Porcine reproductive and respiratory syndrome (PRRS) is the most economically important disease in the swine industry. The effects of PRRS are two fold in that it causes reproductive problems in breeding females and respiratory problems in growing animals. Vaccination has generally not been effective in the prevention of PRRS, partially due to the rapid mutation rate and evolution of the virus. The overall objective of this thesis was to discover the genetic basis of host response to PRRS virus (PRRSV) using data from the PRRS Host Genetics Consortium PRRS-CAP project by conducting genome-wide association analyses and estimating genetic parameters. Eight groups of ∼200 commercial crossbred pigs from 5 breeding companies and 6 unrelated populations were infected between 25 and 35 days of age. Blood samples and body weights were collected up to 42 days post infection (dpi). Pigs were genotyped with the Illumina Porcine 60k Beadchip. Whole genome analyses focused on serum viremia and weight gain from 0 to 42 dpi (WG). Virus load (VL) was quantified as area under the curve of log viremia from 0 to 21 dpi. VL and WG were found to be moderately heritable at 0.44 and 0.39, respectively. A quantitative trait loci (QTL) was identified on Sus scrofa chromosome (SSC) 4 for VL and WG using data from the first 3 trials and validated in trials 4 through 8. The SSC4 QTL explained 13% of genetic variance for VL and 9% for WG. The favorable allele at the QTL had a dominance mode of action and resulted in reduced VL (0.50 phenotypic SD) and increased WG (0.49 phenotypic SD).

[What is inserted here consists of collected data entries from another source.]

//! Composition graph data model.
//!
//! A [`CompositionGraph`] is what one run of the
//! [`DependencyWalker`](crate::walker::DependencyWalker) produces: a node map keyed
//! by canonical key plus an edge list of typed parent → child relationships.
//!
//! # Keys
//!
//! - File-backed nodes are keyed by their resolved, canonical path
//! - Clip sequences are keyed by a collapsed frame-range template
//!   (`render.1001-1024.usd`, see [`clip`])
//! - Variant sets are keyed by `<layer-key>:<set name>`
//!
//! # Invariants
//!
//! - Keys are unique; inserting an existing key never replaces the first node
//! - `(from, to, kind)` triples are unique
//! - Every edge endpoint is present in the node map
//!
//! The graph is build-once: the walker fills it and hands it out, after which it
//! is only read.

pub mod clip;

use petgraph::dot::Dot;
use petgraph::graph::{DiGraph, NodeIndex};
use serde::{Deserialize, Serialize};
use std::collections::{BTreeMap, HashMap, HashSet};
use std::fmt;

use crate::utils::paths::file_name;

/// Authored metadata of a layer, recorded when the layer is walked.
#[derive(Debug, Clone, Default, PartialEq, Eq, Serialize, Deserialize)]
pub struct LayerInfo {
    /// Name of the default prim
    #[serde(default, skip_serializing_if = "Option::is_none")]
    pub default_prim: Option<String>,
    /// Documentation string
    #[serde(default, skip_serializing_if = "Option::is_none")]
    pub documentation: Option<String>,
    /// Remaining layer metadata as display strings (`upAxis`, `startTimeCode`, ...)
    #[serde(default, skip_serializing_if = "BTreeMap::is_empty")]
    pub metadata: BTreeMap<String, String>,
}

/// Metadata for a collapsed clip sequence.
#[derive(Debug, Clone, Default, PartialEq, Eq, Serialize, Deserialize)]
pub struct ClipInfo {
    /// Name of the clip set the sequence was declared in
    pub clip_set: String,
    /// Frame token of the first declared asset
    pub first_frame: Option<String>,
    /// Frame token of the last declared asset
    pub last_frame: Option<String>,
    /// Number of declared assets
    pub frame_count: usize,
    /// Resolved manifest layer, if one was declared
    pub manifest: Option<String>,
}

/// Metadata for a variant set node.
#[derive(Debug, Clone, Default, PartialEq, Eq, Serialize, Deserialize)]
pub struct VariantInfo {
    /// Variant set name
    pub variant_set: String,
    /// Every variant authored in the set
    pub variants: Vec<String>,
    /// Variant selected on the owning entity
    pub selected: Option<String>,
}

/// What a node is, carrying the data specific to that kind.
#[derive(Debug, Clone, PartialEq, Eq, Serialize, Deserialize)]
#[serde(tag = "kind", rename_all = "snake_case")]
pub enum NodeKind {
    /// The layer the walk started from
    Root {
        /// Filled once the layer has been opened
        layer: Option<LayerInfo>,
    },
    /// A layer stacked under another
    Sublayer {
        /// Filled once the layer has been opened
        layer: Option<LayerInfo>,
    },
    /// A referenced layer
    Reference {
        /// Filled once the layer has been opened
        layer: Option<LayerInfo>,
    },
    /// A payload layer
    Payload {
        /// Filled once the layer has been opened
        layer: Option<LayerInfo>,
    },
    /// A collapsed clip sequence
    Clip(ClipInfo),
    /// A variant set (one node per set, not per variant)
    Variant(VariantInfo),
    /// An image or video file referenced from an asset attribute
    Texture {
        /// Colorspace authored on the attribute
        color_space: Option<String>,
    },
    /// Any other file referenced from an asset attribute
    Asset,
    /// The manifest layer of a clip set
    Manifest,
}

impl NodeKind {
    /// Short name of the kind, as used in output
    #[must_use]
    pub const fn name(&self) -> &'static str {
        match self {
            Self::Root { .. } => "root",
            Self::Sublayer { .. } => "sublayer",
            Self::Reference { .. } => "reference",
            Self::Payload { .. } => "payload",
            Self::Clip(_) => "clip",
            Self::Variant(_) => "variant",
            Self::Texture { .. } => "texture",
            Self::Asset => "asset",
            Self::Manifest => "manifest",
        }
    }
}

impl fmt::Display for NodeKind {
    fn fmt(&self, f: &mut fmt::Formatter<'_>) -> fmt::Result {
        f.write_str(self.name())
    }
}

/// One unique entity in the composition graph.
#[derive(Debug, Clone, PartialEq, Eq, Serialize, Deserialize)]
pub struct Node {
    /// Unique key (see module docs)
    pub key: String,
    /// Kind and kind-specific attributes
    #[serde(flatten)]
    pub kind: NodeKind,
    /// Whether the underlying file(s) exist
    pub online: bool,
    /// Resolver output; for clips the first declared frame
    pub resolved_path: String,
}

impl Node {
    /// Create a node.
    pub fn new(
        key: impl Into<String>,
        kind: NodeKind,
        online: bool,
        resolved_path: impl Into<String>,
    ) -> Self {
        Self {
            key: key.into(),
            kind,
            online,
            resolved_path: resolved_path.into(),
        }
    }

    /// Layer metadata, for layer nodes that have been walked.
    #[must_use]
    pub fn layer_info(&self) -> Option<&LayerInfo> {
        match &self.kind {
            NodeKind::Root { layer }
            | NodeKind::Sublayer { layer }
            | NodeKind::Reference { layer }
            | NodeKind::Payload { layer } => layer.as_ref(),
            _ => None,
        }
    }

    /// Record layer metadata. Ignored for non-layer kinds.
    pub fn set_layer_info(&mut self, info: LayerInfo) {
        match &mut self.kind {
            NodeKind::Root { layer }
            | NodeKind::Sublayer { layer }
            | NodeKind::Reference { layer }
            | NodeKind::Payload { layer } => *layer = Some(info),
            _ => {}
        }
    }

    /// Short label: the file name for file-backed nodes, the set name for variants.
    #[must_use]
    pub fn label(&self) -> String {
        match &self.kind {
            NodeKind::Variant(info) => info.variant_set.clone(),
            _ => file_name(&self.key).to_string(),
        }
    }
}

impl fmt::Display for Node {
    fn fmt(&self, f: &mut fmt::Formatter<'_>) -> fmt::Result {
        write!(f, "{}", self.label())
    }
}

/// The relationship an edge records.
#[derive(Debug, Clone, PartialEq, Eq, Hash, Serialize, Deserialize)]
#[serde(rename_all = "kebab-case")]
pub enum EdgeKind {
    /// Layer → sublayer
    Sublayer,
    /// Layer → referenced layer
    Reference,
    /// Layer → payload layer
    Payload,
    /// Layer → clip sequence
    Clip,
    /// Clip sequence → manifest layer
    Manifest,
    /// Layer → variant set
    Variant,
    /// Variant set → layer referenced or payloaded inside the named variant
    VariantMember(String),
    /// Layer → texture file
    Texture,
    /// Layer → other asset file
    Asset,
}

impl EdgeKind {
    /// Category name, independent of the variant carried by `VariantMember`
    #[must_use]
    pub const fn name(&self) -> &'static str {
        match self {
            Self::Sublayer => "sublayer",
            Self::Reference => "reference",
            Self::Payload => "payload",
            Self::Clip => "clip",
            Self::Manifest => "manifest",
            Self::Variant => "variant",
            Self::VariantMember(_) => "variant-member",
            Self::Texture => "texture",
            Self::Asset => "asset",
        }
    }
}

impl fmt::Display for EdgeKind {
    /// Variant members display as the variant name, everything else as the category.
    fn fmt(&self, f: &mut fmt::Formatter<'_>) -> fmt::Result {
        match self {
            Self::VariantMember(variant) => f.write_str(variant),
            other => f.write_str(other.name()),
        }
    }
}

/// A directed, typed relationship between two node keys.
#[derive(Debug, Clone, PartialEq, Eq, Hash, Serialize, Deserialize)]
pub struct Edge {
    /// Parent key
    pub from: String,
    /// Child key
    pub to: String,
    /// Relationship
    pub kind: EdgeKind,
}

/// Node map and edge list produced by one walk.
#[derive(Debug, Clone, Serialize)]
pub struct CompositionGraph {
    root: String,
    root_resolved: bool,
    nodes: BTreeMap<String, Node>,
    edges: Vec<Edge>,
    #[serde(skip)]
    edge_index: HashSet<Edge>,
}

impl CompositionGraph {
    /// Create a graph holding only `root`.
    #[must_use]
    pub fn new(root: Node) -> Self {
        let key = root.key.clone();
        let mut nodes = BTreeMap::new();
        nodes.insert(key.clone(), root);
        Self {
            root: key,
            root_resolved: false,
            nodes,
            edges: Vec::new(),
            edge_index: HashSet::new(),
        }
    }

    /// Key of the root node.
    #[must_use]
    pub fn root(&self) -> &str {
        &self.root
    }

    /// Root node.
    #[must_use]
    pub fn root_node(&self) -> Option<&Node> {
        self.nodes.get(&self.root)
    }

    /// Whether the root layer could be opened.
    ///
    /// A graph with an unresolved root is a valid result holding only the
    /// (offline) root node; callers decide whether to report it.
    #[must_use]
    pub const fn root_resolved(&self) -> bool {
        self.root_resolved
    }

    pub(crate) fn mark_root_resolved(&mut self) {
        self.root_resolved = true;
    }

    /// Insert a node unless its key is already present.
    ///
    /// Returns `true` if the node was inserted. The first node registered for
    /// a key wins.
    pub fn insert_node(&mut self, node: Node) -> bool {
        if self.nodes.contains_key(&node.key) {
            return false;
        }
        self.nodes.insert(node.key.clone(), node);
        true
    }

    /// Add an edge unless the same `(from, to, kind)` triple exists.
    ///
    /// Returns `true` if the edge was added. Both endpoints must already be
    /// nodes of the graph; edges to unknown keys are refused.
    pub fn add_edge(&mut self, from: &str, to: &str, kind: EdgeKind) -> bool {
        if !self.nodes.contains_key(from) || !self.nodes.contains_key(to) {
            tracing::warn!("Refusing edge {from} -> {to}: endpoint not in graph");
            return false;
        }

        let edge = Edge {
            from: from.to_string(),
            to: to.to_string(),
            kind,
        };
        if self.edge_index.contains(&edge) {
            return false;
        }
        self.edge_index.insert(edge.clone());
        self.edges.push(edge);
        true
    }

    /// Look up a node.
    #[must_use]
    pub fn node(&self, key: &str) -> Option<&Node> {
        self.nodes.get(key)
    }

    pub(crate) fn node_mut(&mut self, key: &str) -> Option<&mut Node> {
        self.nodes.get_mut(key)
    }

    /// Whether a key is present.
    #[must_use]
    pub fn contains(&self, key: &str) -> bool {
        self.nodes.contains_key(key)
    }

    /// Nodes in key order.
    pub fn nodes(&self) -> impl Iterator<Item = &Node> {
        self.nodes.values()
    }

    /// The node map.
    #[must_use]
    pub const fn node_map(&self) -> &BTreeMap<String, Node> {
        &self.nodes
    }

    /// Edges in discovery order.
    #[must_use]
    pub fn edges(&self) -> &[Edge] {
        &self.edges
    }

    /// Outgoing edges of `key`, in discovery order.
    pub fn edges_from<'a>(&'a self, key: &'a str) -> impl Iterator<Item = &'a Edge> + 'a {
        self.edges.iter().filter(move |e| e.from == key)
    }

    /// Incoming edges of `key`, in discovery order.
    pub fn edges_to<'a>(&'a self, key: &'a str) -> impl Iterator<Item = &'a Edge> + 'a {
        self.edges.iter().filter(move |e| e.to == key)
    }

    /// Whether the graph holds the given triple.
    #[must_use]
    pub fn has_edge(&self, from: &str, to: &str, kind: &EdgeKind) -> bool {
        self.edge_index.contains(&Edge {
            from: from.to_string(),
            to: to.to_string(),
            kind: kind.clone(),
        })
    }

    /// Nodes whose files are missing, in key order.
    #[must_use]
    pub fn offline_nodes(&self) -> Vec<&Node> {
        self.nodes.values().filter(|n| !n.online).collect()
    }

    /// Number of nodes.
    #[must_use]
    pub fn node_count(&self) -> usize {
        self.nodes.len()
    }

    /// Number of edges.
    #[must_use]
    pub fn edge_count(&self) -> usize {
        self.edges.len()
    }

    /// Whether the graph holds nothing beyond the root.
    #[must_use]
    pub fn is_empty(&self) -> bool {
        self.edges.is_empty() && self.nodes.len() <= 1
    }

    /// Borrowing petgraph view of the graph, for algorithms and export.
    #[must_use]
    pub fn to_digraph(&self) -> DiGraph<&Node, &EdgeKind> {
        let mut graph = DiGraph::with_capacity(self.nodes.len(), self.edges.len());
        let mut index: HashMap<&str, NodeIndex> = HashMap::with_capacity(self.nodes.len());

        for (key, node) in &self.nodes {
            index.insert(key.as_str(), graph.add_node(node));
        }
        for edge in &self.edges {
            if let (Some(&a), Some(&b)) = (index.get(edge.from.as_str()), index.get(edge.to.as_str()))
            {
                graph.add_edge(a, b, &edge.kind);
            }
        }

        graph
    }

    /// Render the graph in Graphviz DOT format.
    ///
    /// Offline nodes are drawn red and dashed; variant-member edges are dotted.
    #[must_use]
    pub fn to_dot(&self) -> String {
        let graph = self.to_digraph();
        let dot = Dot::with_attr_getters(
            &graph,
            &[],
            &|_, edge| match edge.weight() {
                EdgeKind::VariantMember(_) => "style = dotted".to_string(),
                _ => String::new(),
            },
            &|_, (_, node)| {
                let shape = match node.kind {
                    NodeKind::Variant(_) => "diamond",
                    NodeKind::Clip(_) => "folder",
                    NodeKind::Texture { .. } | NodeKind::Asset => "note",
                    _ => "box",
                };
                if node.online {
                    format!("shape = {shape}, tooltip = \"{}\"", node.key.escape_debug())
                } else {
                    format!(
                        "shape = {shape}, color = red, style = dashed, tooltip = \"{}\"",
                        node.key.escape_debug()
                    )
                }
            },
        );
        format!("{dot}")
    }
}
//! Fluent builders for in-memory layers
//!
//! These keep walker tests readable: a layer with a sublayer and a referencing
//! prim is a few chained calls instead of a nest of struct literals.

use crate::service::{
    AttributeSpec, ClipDeclaration, EntitySpec, LayerSpec, VariantSetSpec, VariantSpec,
};

/// Builder for a [`LayerSpec`]
#[derive(Clone, Debug)]
pub struct LayerBuilder {
    layer: LayerSpec,
}

impl LayerBuilder {
    /// Start a layer with the given identifier (its canonical key)
    pub fn new(identifier: &str) -> Self {
        Self {
            layer: LayerSpec::new(identifier),
        }
    }

    /// Add a sublayer path as authored
    pub fn sublayer(mut self, path: &str) -> Self {
        self.layer.sublayers.push(path.to_string());
        self
    }

    pub fn default_prim(mut self, name: &str) -> Self {
        self.layer.info.default_prim = Some(name.to_string());
        self
    }

    pub fn documentation(mut self, doc: &str) -> Self {
        self.layer.info.documentation = Some(doc.to_string());
        self
    }

    /// Add a root entity
    pub fn entity(mut self, entity: EntitySpec) -> Self {
        self.layer.entities.push(entity);
        self
    }

    pub fn build(self) -> LayerSpec {
        self.layer
    }
}

/// Builder for an [`EntitySpec`]
#[derive(Clone, Debug)]
pub struct EntityBuilder {
    entity: EntitySpec,
}

impl EntityBuilder {
    pub fn new(path: &str) -> Self {
        Self {
            entity: EntitySpec::new(path),
        }
    }

    /// Add a prepended reference
    pub fn reference(mut self, path: &str) -> Self {
        self.entity.references.prepended_items.push(path.to_string());
        self
    }

    /// Add a prepended payload
    pub fn payload(mut self, path: &str) -> Self {
        self.entity.payloads.prepended_items.push(path.to_string());
        self
    }

    /// Add a variant set with its variants, each given as the variant's root entity
    pub fn variant_set(
        mut self,
        name: &str,
        selected: Option<&str>,
        variants: Vec<(&str, EntitySpec)>,
    ) -> Self {
        self.entity.variant_set_names.push(name.to_string());
        if let Some(selected) = selected {
            self.entity.variant_selections.insert(name.to_string(), selected.to_string());
        }
        self.entity.variant_sets.push(VariantSetSpec {
            name: name.to_string(),
            variants: variants
                .into_iter()
                .map(|(variant, root)| VariantSpec {
                    name: variant.to_string(),
                    root,
                })
                .collect(),
        });
        self
    }

    /// Add a clip set
    pub fn clip(mut self, set_name: &str, asset_paths: &[&str], manifest: Option<&str>) -> Self {
        self.entity.clips.push(ClipDeclaration {
            set_name: set_name.to_string(),
            asset_paths: asset_paths.iter().map(|p| (*p).to_string()).collect(),
            manifest_path: manifest.map(String::from),
            prim_path: None,
        });
        self
    }

    /// Add an `asset`-typed attribute with a default value
    pub fn asset_attribute(mut self, name: &str, path: &str, color_space: Option<&str>) -> Self {
        self.entity.attributes.push(AttributeSpec {
            name: name.to_string(),
            type_name: "asset".to_string(),
            asset_path: Some(path.to_string()),
            color_space: color_space.map(String::from),
        });
        self
    }

    pub fn child(mut self, child: EntitySpec) -> Self {
        self.entity.children.push(child);
        self
    }

    pub fn build(self) -> EntitySpec {
        self.entity
    }
}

The favorable allele was identified in all breeds represented in the trials but at a low frequency. Additional genomic regions were identified on SSCX and SSC1 for VL and SSC5 and 7 for WG, each explaining less than 3% of the genetic variance. The QTL on SSC1 was also associated with mortality in one trial where death loss was ∼50% due to secondary infections. In conclusion, host response to PRRSV infection has a sizable genetic component. Estimates of heritability were moderate and, with a frequency of 0.17 for the favorable allele for the SSC4 QTL across trials, there is opportunity for genetic improvement of pigs for response to PRRS infection.